__PROMPT__. Write only how many lines in this data include "glyph".

Dataset entries:
###
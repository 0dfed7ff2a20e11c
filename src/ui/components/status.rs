//! Notices and the non-card body states: loading, error and empty.

use crate::ui::helpers::{position_cursor, print_centered, truncate};
use crate::ui::theme::Theme;
use crate::ui::viewmodel::{EmptyState, ErrorInfo, Notice, NoticeKind};

/// Renders one line per notice starting at `row`.
///
/// # Returns
///
/// The next available row position (row + number of notices)
pub fn render_notices(row: usize, notices: &[Notice], theme: &Theme, cols: usize) -> usize {
    let mut current_row = row;
    for notice in notices {
        let (glyph, color) = match notice.kind {
            NoticeKind::Info => ("ℹ", &theme.colors.notice_fg),
            NoticeKind::Warning => ("⚠", &theme.colors.error_fg),
        };
        position_cursor(current_row, 1);
        print!("{}", Theme::fg(color));
        print!(" {}", truncate(&format!("{glyph} {}", notice.text), cols.saturating_sub(1)));
        print!("{}", Theme::reset());
        current_row += 1;
    }
    current_row
}

/// Renders the loading indicator two rows below `row`.
pub fn render_loading(row: usize, theme: &Theme, cols: usize) {
    position_cursor(row + 2, 1);
    print!("{}", Theme::fg(&theme.colors.text_dim));
    print_centered("◌ Loading skip sizes…", cols);
    print!("{}", Theme::reset());
}

/// Renders the error panel: message and retry hint, centered.
pub fn render_error(row: usize, error: &ErrorInfo, theme: &Theme, cols: usize) {
    position_cursor(row + 2, 1);
    print!("{}{}", Theme::bold(), Theme::fg(&theme.colors.error_fg));
    print_centered(&error.message, cols);
    print!("{}", Theme::reset());

    position_cursor(row + 3, 1);
    print!("{}", Theme::fg(&theme.colors.text_dim));
    print_centered(&error.retry_hint, cols);
    print!("{}", Theme::reset());
}

/// Renders the empty state message and its dimmed subtitle, centered.
pub fn render_empty_state(row: usize, empty: &EmptyState, theme: &Theme, cols: usize) {
    position_cursor(row + 2, 1);
    print!("{}", Theme::fg(&theme.colors.empty_state_fg));
    print_centered(&empty.message, cols);
    print!("{}", Theme::reset());

    position_cursor(row + 3, 1);
    print!("{}", Theme::dim());
    print!("{}", Theme::fg(&theme.colors.text_dim));
    print_centered(&empty.subtitle, cols);
    print!("{}", Theme::reset());
}
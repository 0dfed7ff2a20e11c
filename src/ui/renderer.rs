//! Top-level rendering coordinator.
//!
//! Two steps: compute the [`UIViewModel`] from [`AppState`] for the pane
//! size, then hand it to the component layer.

use crate::app::AppState;
use crate::ui::components;

/// Renders the plugin UI to stdout.
///
/// Prints ANSI-styled output with `print!`. Does not clear the screen;
/// Zellij hands the plugin a fresh frame on every render.
pub fn render(state: &AppState, rows: usize, cols: usize) {
    let viewmodel = state.compute_viewmodel(rows, cols);

    components::render_screen(&viewmodel, &state.theme, cols, rows);
}
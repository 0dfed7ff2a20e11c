//! Search text and requirement filters applied to the offering list.

use crate::domain::Offering;

/// Current filter panel values.
///
/// The search text is matched as a plain substring of the decimal size
/// (`"1"` matches 10 and 12 yards). The two requirement flags only constrain
/// the list while they are `true`. All three combine with logical AND.
#[derive(Debug, Clone, Default, PartialEq, Eq)]
pub struct FilterState {
    pub search: String,
    pub allowed_on_road_required: bool,
    pub heavy_waste_required: bool,
}

impl FilterState {
    /// Whether a single offering passes every active filter.
    ///
    /// ```
    /// use skiphire::app::FilterState;
    /// use skiphire::Offering;
    ///
    /// let filters = FilterState { search: "1".into(), ..Default::default() };
    /// assert!(filters.matches(&Offering::new(4, 10, 14, 336.0, 20.0)));
    /// assert!(!filters.matches(&Offering::new(1, 4, 14, 211.0, 20.0)));
    /// ```
    #[must_use]
    pub fn matches(&self, offering: &Offering) -> bool {
        offering.size.to_string().contains(self.search.as_str())
            && offering.satisfies(self.allowed_on_road_required, self.heavy_waste_required)
    }

    /// Returns the offerings that pass, preserving order.
    #[must_use]
    pub fn apply(&self, offerings: &[Offering]) -> Vec<Offering> {
        offerings.iter().filter(|o| self.matches(o)).cloned().collect()
    }

    /// Whether any filter currently narrows the list.
    #[must_use]
    pub fn is_active(&self) -> bool {
        !self.search.is_empty() || self.allowed_on_road_required || self.heavy_waste_required
    }
}

#[cfg(test)]
mod tests {
    use super::*;
    use crate::domain::fallback_offerings;

    fn sizes(filters: &FilterState) -> Vec<u32> {
        filters
            .apply(&fallback_offerings())
            .iter()
            .map(|o| o.size)
            .collect()
    }

    #[test]
    fn inactive_filters_keep_everything() {
        let filters = FilterState::default();
        assert!(!filters.is_active());
        assert_eq!(sizes(&filters), vec![4, 6, 8, 10, 12]);
    }

    #[test]
    fn search_matches_size_digits_as_substring() {
        let filters = FilterState {
            search: "1".to_string(),
            ..FilterState::default()
        };
        assert_eq!(sizes(&filters), vec![10, 12]);

        let filters = FilterState {
            search: "0".to_string(),
            ..FilterState::default()
        };
        assert_eq!(sizes(&filters), vec![10]);
    }

    #[test]
    fn search_is_not_trimmed_or_parsed() {
        let filters = FilterState {
            search: " 4".to_string(),
            ..FilterState::default()
        };
        assert!(sizes(&filters).is_empty());
    }

    #[test]
    fn allowed_on_road_keeps_small_skips() {
        let filters = FilterState {
            allowed_on_road_required: true,
            ..FilterState::default()
        };
        assert_eq!(sizes(&filters), vec![4, 6, 8]);
    }

    #[test]
    fn filters_combine_with_and() {
        let filters = FilterState {
            search: "1".to_string(),
            allowed_on_road_required: true,
            heavy_waste_required: true,
        };
        assert!(filters.is_active());
        assert!(sizes(&filters).is_empty());
    }
}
###
__TASK SOLUTION__. 2